» **Exercise brief**: Search the entries for lines that contain the word "impl", and report each one found.
Top of Exercise input
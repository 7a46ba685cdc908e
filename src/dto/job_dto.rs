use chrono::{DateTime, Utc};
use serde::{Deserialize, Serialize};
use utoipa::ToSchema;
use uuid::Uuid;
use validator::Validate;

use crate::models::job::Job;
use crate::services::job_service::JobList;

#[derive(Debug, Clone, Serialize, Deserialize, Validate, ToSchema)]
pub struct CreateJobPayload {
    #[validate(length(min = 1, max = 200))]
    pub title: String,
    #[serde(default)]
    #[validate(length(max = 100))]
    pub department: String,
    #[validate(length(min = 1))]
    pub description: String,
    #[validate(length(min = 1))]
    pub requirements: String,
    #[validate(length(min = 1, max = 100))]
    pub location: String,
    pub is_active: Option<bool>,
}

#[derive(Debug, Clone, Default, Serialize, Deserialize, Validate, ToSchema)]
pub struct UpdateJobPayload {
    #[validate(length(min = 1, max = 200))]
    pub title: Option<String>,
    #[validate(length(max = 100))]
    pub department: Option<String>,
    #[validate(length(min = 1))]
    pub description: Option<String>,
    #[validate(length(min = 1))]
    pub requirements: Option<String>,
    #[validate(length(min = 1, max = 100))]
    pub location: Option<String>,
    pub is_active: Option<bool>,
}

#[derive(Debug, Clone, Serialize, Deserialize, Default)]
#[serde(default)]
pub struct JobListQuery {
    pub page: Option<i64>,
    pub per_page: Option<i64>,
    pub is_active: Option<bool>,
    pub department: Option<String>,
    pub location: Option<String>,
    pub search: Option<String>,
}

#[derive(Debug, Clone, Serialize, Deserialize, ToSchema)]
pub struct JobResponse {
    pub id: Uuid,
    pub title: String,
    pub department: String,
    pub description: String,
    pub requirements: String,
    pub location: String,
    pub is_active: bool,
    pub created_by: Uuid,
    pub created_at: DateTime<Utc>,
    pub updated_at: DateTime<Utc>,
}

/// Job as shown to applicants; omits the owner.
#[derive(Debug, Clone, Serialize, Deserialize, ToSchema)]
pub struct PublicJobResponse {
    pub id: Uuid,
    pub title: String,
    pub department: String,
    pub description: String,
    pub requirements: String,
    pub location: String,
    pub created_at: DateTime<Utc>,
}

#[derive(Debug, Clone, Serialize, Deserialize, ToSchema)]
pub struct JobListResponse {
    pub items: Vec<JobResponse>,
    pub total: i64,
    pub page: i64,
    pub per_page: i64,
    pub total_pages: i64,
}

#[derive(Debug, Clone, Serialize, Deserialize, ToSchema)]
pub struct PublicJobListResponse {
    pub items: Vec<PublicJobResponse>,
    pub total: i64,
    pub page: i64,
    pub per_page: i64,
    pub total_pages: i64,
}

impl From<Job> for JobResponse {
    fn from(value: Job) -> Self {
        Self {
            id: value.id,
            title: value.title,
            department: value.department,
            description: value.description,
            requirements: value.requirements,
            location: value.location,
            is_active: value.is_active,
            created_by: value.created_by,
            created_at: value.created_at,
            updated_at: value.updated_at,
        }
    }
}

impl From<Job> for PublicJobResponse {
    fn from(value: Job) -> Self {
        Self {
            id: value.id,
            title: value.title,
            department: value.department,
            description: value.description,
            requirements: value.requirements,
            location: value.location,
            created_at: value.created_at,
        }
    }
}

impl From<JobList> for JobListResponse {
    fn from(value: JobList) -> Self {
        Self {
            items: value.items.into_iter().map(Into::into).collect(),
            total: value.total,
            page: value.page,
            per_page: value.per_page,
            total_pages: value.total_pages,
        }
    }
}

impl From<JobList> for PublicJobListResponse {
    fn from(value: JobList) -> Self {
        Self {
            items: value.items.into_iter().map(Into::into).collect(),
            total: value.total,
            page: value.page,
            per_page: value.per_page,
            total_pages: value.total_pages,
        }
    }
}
Bottom of Exercise input
» **Written reply**:
impl From<Job> for JobResponse {
impl From<Job> for PublicJobResponse {
impl From<JobList> for JobListResponse {
impl From<JobList> for PublicJobListResponse {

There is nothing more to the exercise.